» **INSTRUCTIONS TO FOLLOW**:
Which lines of the records contain the word "whole"? Copy each one.

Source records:

■ ■ ■

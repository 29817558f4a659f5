use std::path::PathBuf;

use crate::names;

/// Which secondary turnover source the pipeline talks to.
#[derive(Debug, Clone, Copy, PartialEq, Eq)]
pub enum TurnoverSourceKind {
    /// Live HMRC-backed source (requires OAuth credentials).
    Live,
    /// Deterministic stub for degraded deployments and tests.
    Stub,
}

#[derive(Debug, Clone)]
pub struct Config {
    pub api_key: String,
    pub registry_base_url: String,
    pub hmrc_base_url: String,
    pub hmrc_client_id: Option<String>,
    pub hmrc_client_secret: Option<String>,
    pub turnover_source: TurnoverSourceKind,
    /// Turnover band, inclusive, in whole pounds.
    pub turnover_min: u64,
    pub turnover_max: u64,
    pub min_director_age: u32,
    pub eligible_sic_codes: Vec<String>,
    /// Minimum delay between outbound API calls, in milliseconds.
    pub rate_limit_interval_ms: u64,
    pub max_retry_attempts: u32,
    /// Cap on search results consumed per term, to bound API usage.
    pub max_search_results: u32,
    pub output_path: PathBuf,
    /// Optional line file of search terms; the built-in SIC search plan is
    /// used when absent.
    pub names_file: Option<PathBuf>,
}

impl Config {
    pub fn from_env() -> anyhow::Result<Self> {
        dotenvy::dotenv().ok();

        let turnover_source = match std::env::var("TURNOVER_SOURCE")
            .unwrap_or_else(|_| "stub".to_string())
            .to_lowercase()
            .as_str()
        {
            "live" => TurnoverSourceKind::Live,
            "stub" => TurnoverSourceKind::Stub,
            other => anyhow::bail!("TURNOVER_SOURCE must be 'live' or 'stub', got '{}'", other),
        };

        let hmrc_client_id = std::env::var("HMRC_API_KEY")
            .ok()
            .filter(|s| !s.trim().is_empty());
        let hmrc_client_secret = std::env::var("HMRC_SERVER_TOKEN")
            .ok()
            .filter(|s| !s.trim().is_empty());

        let config = Self {
            api_key: std::env::var("COMPANIES_API_KEY")
                .map_err(|_| anyhow::anyhow!("COMPANIES_API_KEY environment variable required"))
                .and_then(|key| {
                    if key.trim().is_empty() {
                        anyhow::bail!("COMPANIES_API_KEY cannot be empty");
                    }
                    Ok(key)
                })?,
            registry_base_url: std::env::var("REGISTRY_BASE_URL")
                .unwrap_or_else(|_| {
                    "https://api.company-information.service.gov.uk".to_string()
                })
                .trim_end_matches('/')
                .to_string(),
            hmrc_base_url: std::env::var("HMRC_BASE_URL")
                .unwrap_or_else(|_| "https://test-api.service.hmrc.gov.uk".to_string())
                .trim_end_matches('/')
                .to_string(),
            hmrc_client_id,
            hmrc_client_secret,
            turnover_source,
            turnover_min: std::env::var("TURNOVER_MIN")
                .unwrap_or_else(|_| "1000000".to_string())
                .parse()
                .map_err(|_| anyhow::anyhow!("TURNOVER_MIN must be a whole number of pounds"))?,
            turnover_max: std::env::var("TURNOVER_MAX")
                .unwrap_or_else(|_| "1000000000".to_string())
                .parse()
                .map_err(|_| anyhow::anyhow!("TURNOVER_MAX must be a whole number of pounds"))?,
            min_director_age: std::env::var("MIN_DIRECTOR_AGE")
                .unwrap_or_else(|_| "50".to_string())
                .parse()
                .map_err(|_| anyhow::anyhow!("MIN_DIRECTOR_AGE must be a whole number"))?,
            eligible_sic_codes: match std::env::var("SIC_CODES") {
                Ok(raw) => raw
                    .split(',')
                    .map(|code| code.trim().to_string())
                    .filter(|code| !code.is_empty())
                    .collect(),
                Err(_) => names::default_sic_codes(),
            },
            rate_limit_interval_ms: std::env::var("RATE_LIMIT_INTERVAL_MS")
                .unwrap_or_else(|_| "600".to_string())
                .parse()
                .map_err(|_| {
                    anyhow::anyhow!("RATE_LIMIT_INTERVAL_MS must be a whole number of milliseconds")
                })?,
            max_retry_attempts: std::env::var("MAX_RETRY_ATTEMPTS")
                .unwrap_or_else(|_| "3".to_string())
                .parse()
                .map_err(|_| anyhow::anyhow!("MAX_RETRY_ATTEMPTS must be a whole number"))?,
            max_search_results: std::env::var("MAX_SEARCH_RESULTS")
                .unwrap_or_else(|_| "500".to_string())
                .parse()
                .map_err(|_| anyhow::anyhow!("MAX_SEARCH_RESULTS must be a whole number"))?,
            output_path: std::env::var("OUTPUT_PATH")
                .map(PathBuf::from)
                .unwrap_or_else(|_| {
                    let timestamp = chrono::Local::now().format("%Y%m%d_%H%M%S");
                    PathBuf::from(format!("filtered_companies_{}.csv", timestamp))
                }),
            names_file: std::env::var("NAMES_FILE")
                .ok()
                .filter(|s| !s.trim().is_empty())
                .map(PathBuf::from),
        };

        if config.turnover_min > config.turnover_max {
            anyhow::bail!(
                "TURNOVER_MIN ({}) must not exceed TURNOVER_MAX ({})",
                config.turnover_min,
                config.turnover_max
            );
        }
        if config.eligible_sic_codes.is_empty() {
            anyhow::bail!("SIC_CODES must list at least one classification code");
        }
        if config.max_retry_attempts == 0 {
            anyhow::bail!("MAX_RETRY_ATTEMPTS must be at least 1");
        }
        if config.turnover_source == TurnoverSourceKind::Live
            && (config.hmrc_client_id.is_none() || config.hmrc_client_secret.is_none())
        {
            anyhow::bail!(
                "HMRC_API_KEY and HMRC_SERVER_TOKEN are required when TURNOVER_SOURCE=live"
            );
        }

        tracing::info!("Configuration loaded successfully");
        tracing::debug!("Registry base URL: {}", config.registry_base_url);
        tracing::debug!(
            "Turnover band: {}..={}, minimum director age: {}",
            config.turnover_min,
            config.turnover_max,
            config.min_director_age
        );
        tracing::debug!("Eligible SIC codes: {:?}", config.eligible_sic_codes);
        tracing::debug!("Output path: {}", config.output_path.display());

        Ok(config)
    }
}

■ ■ ■

» **RESPONSE TO THIS TASK**:
    /// Turnover band, inclusive, in whole pounds.
                .map_err(|_| anyhow::anyhow!("TURNOVER_MIN must be a whole number of pounds"))?,
                .map_err(|_| anyhow::anyhow!("TURNOVER_MAX must be a whole number of pounds"))?,
                .map_err(|_| anyhow::anyhow!("MIN_DIRECTOR_AGE must be a whole number"))?,
                    anyhow::anyhow!("RATE_LIMIT_INTERVAL_MS must be a whole number of milliseconds")
                .map_err(|_| anyhow::anyhow!("MAX_RETRY_ATTEMPTS must be a whole number"))?,
                .map_err(|_| anyhow::anyhow!("MAX_SEARCH_RESULTS must be a whole number"))?,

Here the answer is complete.